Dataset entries
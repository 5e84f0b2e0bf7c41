//! File-based property source
//!
//! Reads TOML or JSON files and flattens nested tables into dotted keys.
//! A missing file yields an empty source; it only becomes an error when the
//! file exists and cannot be read or parsed.

use crate::ConfigError;
use crate::source::{PropertySource, ordinals};
use crate::value::PropertyValue;

use parking_lot::RwLock;
use serde_json::Value;
use std::collections::BTreeMap;
use std::path::{Path, PathBuf};
use tracing::debug;

/// Marker key the toml crate uses when datetimes pass through a generic value
const TOML_DATETIME_FIELD: &str = "$__toml_private_datetime";

/// Supported file formats
#[derive(Debug, Clone, Copy, PartialEq, Eq)]
pub enum FileFormat {
    Toml,
    Json,
}

impl FileFormat {
    /// Pick the format from the file extension, defaulting to TOML
    pub fn from_path(path: &Path) -> Self {
        match path.extension().and_then(|e| e.to_str()) {
            Some(ext) if ext.eq_ignore_ascii_case("json") => Self::Json,
            _ => Self::Toml,
        }
    }

    /// Parse file content into a flat key/value map
    pub fn parse(&self, content: &str) -> Result<BTreeMap<String, String>, ConfigError> {
        let value: Value = match self {
            Self::Toml => toml::from_str(content)
                .map_err(|e| ConfigError::parse(format!("TOML parse error: {e}")))?,
            Self::Json => serde_json::from_str(content)
                .map_err(|e| ConfigError::parse(format!("JSON parse error: {e}")))?,
        };

        let mut flat = BTreeMap::new();
        flatten_value(None, &value, &mut flat);
        Ok(flat)
    }
}

/// Property source reading a configuration file
#[derive(Debug)]
pub struct FilePropertySource {
    name: String,
    path: PathBuf,
    format: FileFormat,
    ordinal: i32,
    properties: RwLock<BTreeMap<String, String>>,
}

impl FilePropertySource {
    /// Load a file, choosing the format from its extension
    pub fn new(path: impl Into<PathBuf>) -> Result<Self, ConfigError> {
        let path = path.into();
        let format = FileFormat::from_path(&path);
        Self::with_format(path, format)
    }

    pub fn with_format(path: impl Into<PathBuf>, format: FileFormat) -> Result<Self, ConfigError> {
        let path = path.into();
        let properties = read_file(&path, format)?;
        Ok(Self {
            name: format!("file:{}", path.display()),
            path,
            format,
            ordinal: ordinals::FILE,
            properties: RwLock::new(properties),
        })
    }

    /// Override the default file ordinal
    pub fn with_ordinal(mut self, ordinal: i32) -> Self {
        self.ordinal = ordinal;
        self
    }

    pub fn path(&self) -> &Path {
        &self.path
    }

    pub fn format(&self) -> FileFormat {
        self.format
    }

    /// Re-read the file. Returns whether the content changed.
    ///
    /// On error the previously loaded properties are kept.
    pub fn reload(&self) -> Result<bool, ConfigError> {
        let fresh = read_file(&self.path, self.format)?;
        let mut current = self.properties.write();
        if *current == fresh {
            return Ok(false);
        }
        *current = fresh;
        Ok(true)
    }
}

fn read_file(path: &Path, format: FileFormat) -> Result<BTreeMap<String, String>, ConfigError> {
    if !path.exists() {
        debug!("Config file does not exist: {:?}", path);
        return Ok(BTreeMap::new());
    }

    let content = std::fs::read_to_string(path)?;
    format.parse(&content)
}

/// Flatten nested objects into dotted keys.
///
/// Arrays of scalars become comma-separated values, arrays containing
/// tables are indexed (`servers.0.host`). Nulls are skipped.
pub(crate) fn flatten_value(prefix: Option<&str>, value: &Value, out: &mut BTreeMap<String, String>) {
    let join = |key: &str| match prefix {
        Some(prefix) => format!("{prefix}.{key}"),
        None => key.to_string(),
    };

    match value {
        Value::Object(map) => {
            if let Some(Value::String(datetime)) = map.get(TOML_DATETIME_FIELD)
                && map.len() == 1
            {
                if let Some(prefix) = prefix {
                    out.insert(prefix.to_string(), datetime.clone());
                }
                return;
            }
            for (key, child) in map {
                flatten_value(Some(&join(key)), child, out);
            }
        }
        Value::Array(items) => {
            let Some(prefix) = prefix else { return };
            if items.iter().all(is_scalar) {
                let joined = items
                    .iter()
                    .filter_map(scalar_to_string)
                    .collect::<Vec<_>>()
                    .join(",");
                out.insert(prefix.to_string(), joined);
            } else {
                for (index, item) in items.iter().enumerate() {
                    flatten_value(Some(&format!("{prefix}.{index}")), item, out);
                }
            }
        }
        Value::Null => {}
        scalar => {
            if let (Some(prefix), Some(text)) = (prefix, scalar_to_string(scalar)) {
                out.insert(prefix.to_string(), text);
            }
        }
    }
}

fn is_scalar(value: &Value) -> bool {
    matches!(value, Value::String(_) | Value::Number(_) | Value::Bool(_))
}

fn scalar_to_string(value: &Value) -> Option<String> {
    match value {
        Value::String(s) => Some(s.clone()),
        Value::Number(n) => Some(n.to_string()),
        Value::Bool(b) => Some(b.to_string()),
        _ => None,
    }
}

impl PropertySource for FilePropertySource {
    fn name(&self) -> &str {
        &self.name
    }

    fn default_ordinal(&self) -> i32 {
        self.ordinal
    }

    fn get(&self, key: &str) -> Option<PropertyValue> {
        self.properties
            .read()
            .get(key)
            .map(|value| PropertyValue::new(key, value.clone(), self.name.clone()))
    }

    fn properties(&self) -> BTreeMap<String, PropertyValue> {
        self.properties
            .read()
            .iter()
            .map(|(key, value)| {
                (
                    key.clone(),
                    PropertyValue::new(key.clone(), value.clone(), self.name.clone()),
                )
            })
            .collect()
    }
}

#[cfg(test)]
mod tests {
    use super::*;
    use tempfile::TempDir;

    #[test]
    fn test_load_toml() {
        let temp_dir = TempDir::new().unwrap();
        let config_path = temp_dir.path().join("app.toml");

        std::fs::write(
            &config_path,
            r#"
[server]
port = 9090
hosts = ["a", "b"]

[search]
default_count = 25
enabled = true
"#,
        )
        .unwrap();

        let source = FilePropertySource::new(&config_path).unwrap();
        let props = source.properties();

        assert_eq!(props["server.port"].value(), "9090");
        assert_eq!(props["server.hosts"].value(), "a,b");
        assert_eq!(props["search.default_count"].value(), "25");
        assert_eq!(props["search.enabled"].value(), "true");
        assert_eq!(source.ordinal(), ordinals::FILE);
    }

    #[test]
    fn test_toml_datetimes_keep_their_text() {
        let flat = FileFormat::Toml
            .parse(
                r#"
[release]
published = 1979-05-27T07:32:00Z
day = 2024-01-15
"#,
            )
            .unwrap();

        assert_eq!(flat["release.published"], "1979-05-27T07:32:00Z");
        assert_eq!(flat["release.day"], "2024-01-15");
        assert_eq!(flat.len(), 2);
    }

    #[test]
    fn test_datetime_marker_is_collapsed() {
        let value = serde_json::json!({
            "release": { "$__toml_private_datetime": "2024-01-15" },
            "owner": { "name": "tom" },
        });
        let mut flat = BTreeMap::new();
        flatten_value(None, &value, &mut flat);

        assert_eq!(flat["release"], "2024-01-15");
        assert_eq!(flat["owner.name"], "tom");
        assert_eq!(flat.len(), 2);
    }

    #[test]
    fn test_load_json_with_table_array() {
        let temp_dir = TempDir::new().unwrap();
        let config_path = temp_dir.path().join("app.json");

        std::fs::write(
            &config_path,
            r#"{"servers": [{"host": "a"}, {"host": "b"}], "name": null}"#,
        )
        .unwrap();

        let source = FilePropertySource::new(&config_path).unwrap();
        assert_eq!(source.format(), FileFormat::Json);
        assert_eq!(source.get("servers.0.host").unwrap().value(), "a");
        assert_eq!(source.get("servers.1.host").unwrap().value(), "b");
        assert!(source.get("name").is_none());
    }

    #[test]
    fn test_load_nonexistent_file() {
        let source = FilePropertySource::new("/nonexistent/path.toml").unwrap();

        // Should return empty source, not error
        assert!(source.properties().is_empty());
    }

    #[test]
    fn test_invalid_toml_is_parse_error() {
        let temp_dir = TempDir::new().unwrap();
        let config_path = temp_dir.path().join("broken.toml");
        std::fs::write(&config_path, "[server\nport = ").unwrap();

        let err = FilePropertySource::new(&config_path).unwrap_err();
        assert!(matches!(err, ConfigError::Parse(_)));
    }

    #[test]
    fn test_reload_detects_change() {
        let temp_dir = TempDir::new().unwrap();
        let config_path = temp_dir.path().join("app.toml");
        std::fs::write(&config_path, "port = 1").unwrap();

        let source = FilePropertySource::new(&config_path).unwrap();
        assert!(!source.reload().unwrap());

        std::fs::write(&config_path, "port = 2").unwrap();
        assert!(source.reload().unwrap());
        assert_eq!(source.get("port").unwrap().value(), "2");
    }

    #[test]
    fn test_reload_keeps_old_values_on_error() {
        let temp_dir = TempDir::new().unwrap();
        let config_path = temp_dir.path().join("app.toml");
        std::fs::write(&config_path, "port = 1").unwrap();

        let source = FilePropertySource::new(&config_path).unwrap();
        std::fs::write(&config_path, "port = ").unwrap();

        assert!(source.reload().is_err());
        assert_eq!(source.get("port").unwrap().value(), "1");
    }
}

:: Task brief ::
Write out the lines of the entries, word for word, from the first through the one containing "use tracing::debug;", and stop at that line.

:: Your response ::
repository 5e84f0b2e0bf7c41
//! File-based property source
//!
//! Reads TOML or JSON files and flattens nested tables into dotted keys.
//! A missing file yields an empty source; it only becomes an error when the
//! file exists and cannot be read or parsed.

use crate::ConfigError;
use crate::source::{PropertySource, ordinals};
use crate::value::PropertyValue;

use parking_lot::RwLock;
use serde_json::Value;
use std::collections::BTreeMap;
use std::path::{Path, PathBuf};
use tracing::debug;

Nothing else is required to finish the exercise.